TASK GOAL –
In the records below, find the line containing "fn file_error(path: &Path, message: impl"; restate it and every later line word for word, through the last.

____________

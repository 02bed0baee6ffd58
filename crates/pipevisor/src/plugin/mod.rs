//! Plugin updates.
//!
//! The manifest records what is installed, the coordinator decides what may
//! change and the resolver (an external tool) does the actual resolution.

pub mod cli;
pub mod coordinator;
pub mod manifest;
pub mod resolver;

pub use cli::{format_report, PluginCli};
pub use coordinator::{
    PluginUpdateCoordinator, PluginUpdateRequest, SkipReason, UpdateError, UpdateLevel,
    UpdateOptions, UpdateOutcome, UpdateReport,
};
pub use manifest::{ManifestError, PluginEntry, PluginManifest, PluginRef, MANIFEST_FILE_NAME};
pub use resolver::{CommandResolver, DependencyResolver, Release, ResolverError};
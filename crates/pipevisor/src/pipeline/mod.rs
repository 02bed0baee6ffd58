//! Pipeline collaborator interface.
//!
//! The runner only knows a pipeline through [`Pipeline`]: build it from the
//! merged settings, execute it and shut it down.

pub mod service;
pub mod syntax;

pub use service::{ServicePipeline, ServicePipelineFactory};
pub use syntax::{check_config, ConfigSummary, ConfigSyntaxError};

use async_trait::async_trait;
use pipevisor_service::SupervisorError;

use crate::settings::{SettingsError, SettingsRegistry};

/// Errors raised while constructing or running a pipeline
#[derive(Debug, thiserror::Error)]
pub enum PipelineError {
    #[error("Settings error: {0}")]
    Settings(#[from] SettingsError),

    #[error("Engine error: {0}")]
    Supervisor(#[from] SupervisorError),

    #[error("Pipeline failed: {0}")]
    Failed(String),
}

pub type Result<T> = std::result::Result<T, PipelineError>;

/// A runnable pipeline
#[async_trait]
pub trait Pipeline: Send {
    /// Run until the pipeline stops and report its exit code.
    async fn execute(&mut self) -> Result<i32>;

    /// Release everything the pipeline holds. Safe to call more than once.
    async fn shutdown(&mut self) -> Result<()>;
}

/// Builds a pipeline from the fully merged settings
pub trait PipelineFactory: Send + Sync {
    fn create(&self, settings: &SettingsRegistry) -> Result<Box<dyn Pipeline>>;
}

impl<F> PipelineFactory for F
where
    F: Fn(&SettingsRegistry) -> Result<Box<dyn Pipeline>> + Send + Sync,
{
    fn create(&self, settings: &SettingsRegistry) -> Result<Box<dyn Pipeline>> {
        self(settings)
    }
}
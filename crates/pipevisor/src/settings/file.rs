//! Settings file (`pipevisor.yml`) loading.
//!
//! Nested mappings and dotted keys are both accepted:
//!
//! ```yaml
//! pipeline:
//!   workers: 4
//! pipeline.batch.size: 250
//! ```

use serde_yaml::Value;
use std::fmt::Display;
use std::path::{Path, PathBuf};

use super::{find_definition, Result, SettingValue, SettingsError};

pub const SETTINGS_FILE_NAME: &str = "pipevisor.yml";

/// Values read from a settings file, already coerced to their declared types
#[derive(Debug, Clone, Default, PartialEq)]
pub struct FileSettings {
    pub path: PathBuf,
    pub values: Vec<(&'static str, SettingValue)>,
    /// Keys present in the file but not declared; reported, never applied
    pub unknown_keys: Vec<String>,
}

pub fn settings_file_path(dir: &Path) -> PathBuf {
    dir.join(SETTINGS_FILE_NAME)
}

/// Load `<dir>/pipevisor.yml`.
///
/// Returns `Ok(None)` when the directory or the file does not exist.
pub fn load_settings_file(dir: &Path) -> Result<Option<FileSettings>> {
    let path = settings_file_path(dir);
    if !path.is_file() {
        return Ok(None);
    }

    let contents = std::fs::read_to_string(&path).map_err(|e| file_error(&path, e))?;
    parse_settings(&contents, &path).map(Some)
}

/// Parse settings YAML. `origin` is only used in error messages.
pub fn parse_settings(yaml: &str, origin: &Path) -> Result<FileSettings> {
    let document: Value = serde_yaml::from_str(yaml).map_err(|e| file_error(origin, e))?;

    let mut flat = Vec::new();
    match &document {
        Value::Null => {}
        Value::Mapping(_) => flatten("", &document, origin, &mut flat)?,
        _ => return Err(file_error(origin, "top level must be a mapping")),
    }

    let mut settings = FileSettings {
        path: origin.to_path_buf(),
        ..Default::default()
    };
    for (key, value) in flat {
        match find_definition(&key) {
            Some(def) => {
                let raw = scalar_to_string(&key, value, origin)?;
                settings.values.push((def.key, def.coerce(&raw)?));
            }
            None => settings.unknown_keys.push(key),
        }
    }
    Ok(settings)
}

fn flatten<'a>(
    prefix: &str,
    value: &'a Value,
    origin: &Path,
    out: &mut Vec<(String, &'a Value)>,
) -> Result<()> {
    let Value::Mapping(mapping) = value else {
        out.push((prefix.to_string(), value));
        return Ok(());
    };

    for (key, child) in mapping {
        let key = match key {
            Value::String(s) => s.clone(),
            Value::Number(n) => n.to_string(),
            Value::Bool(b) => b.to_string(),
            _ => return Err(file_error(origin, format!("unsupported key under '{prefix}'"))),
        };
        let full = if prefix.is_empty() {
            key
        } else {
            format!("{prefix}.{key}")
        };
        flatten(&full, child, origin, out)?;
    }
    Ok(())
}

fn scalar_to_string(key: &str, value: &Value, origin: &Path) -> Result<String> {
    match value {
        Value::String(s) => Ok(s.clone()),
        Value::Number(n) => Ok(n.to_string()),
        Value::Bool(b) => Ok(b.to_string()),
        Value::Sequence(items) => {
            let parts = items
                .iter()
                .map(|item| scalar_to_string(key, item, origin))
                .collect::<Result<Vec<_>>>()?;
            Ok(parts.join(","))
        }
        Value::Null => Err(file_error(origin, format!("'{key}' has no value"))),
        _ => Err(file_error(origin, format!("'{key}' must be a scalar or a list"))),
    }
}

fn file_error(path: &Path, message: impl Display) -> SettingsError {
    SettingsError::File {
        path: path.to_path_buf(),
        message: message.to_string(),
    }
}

____________

SOLUTION TO THIS TASK –
fn file_error(path: &Path, message: impl Display) -> SettingsError {
    SettingsError::File {
        path: path.to_path_buf(),
        message: message.to_string(),
    }
}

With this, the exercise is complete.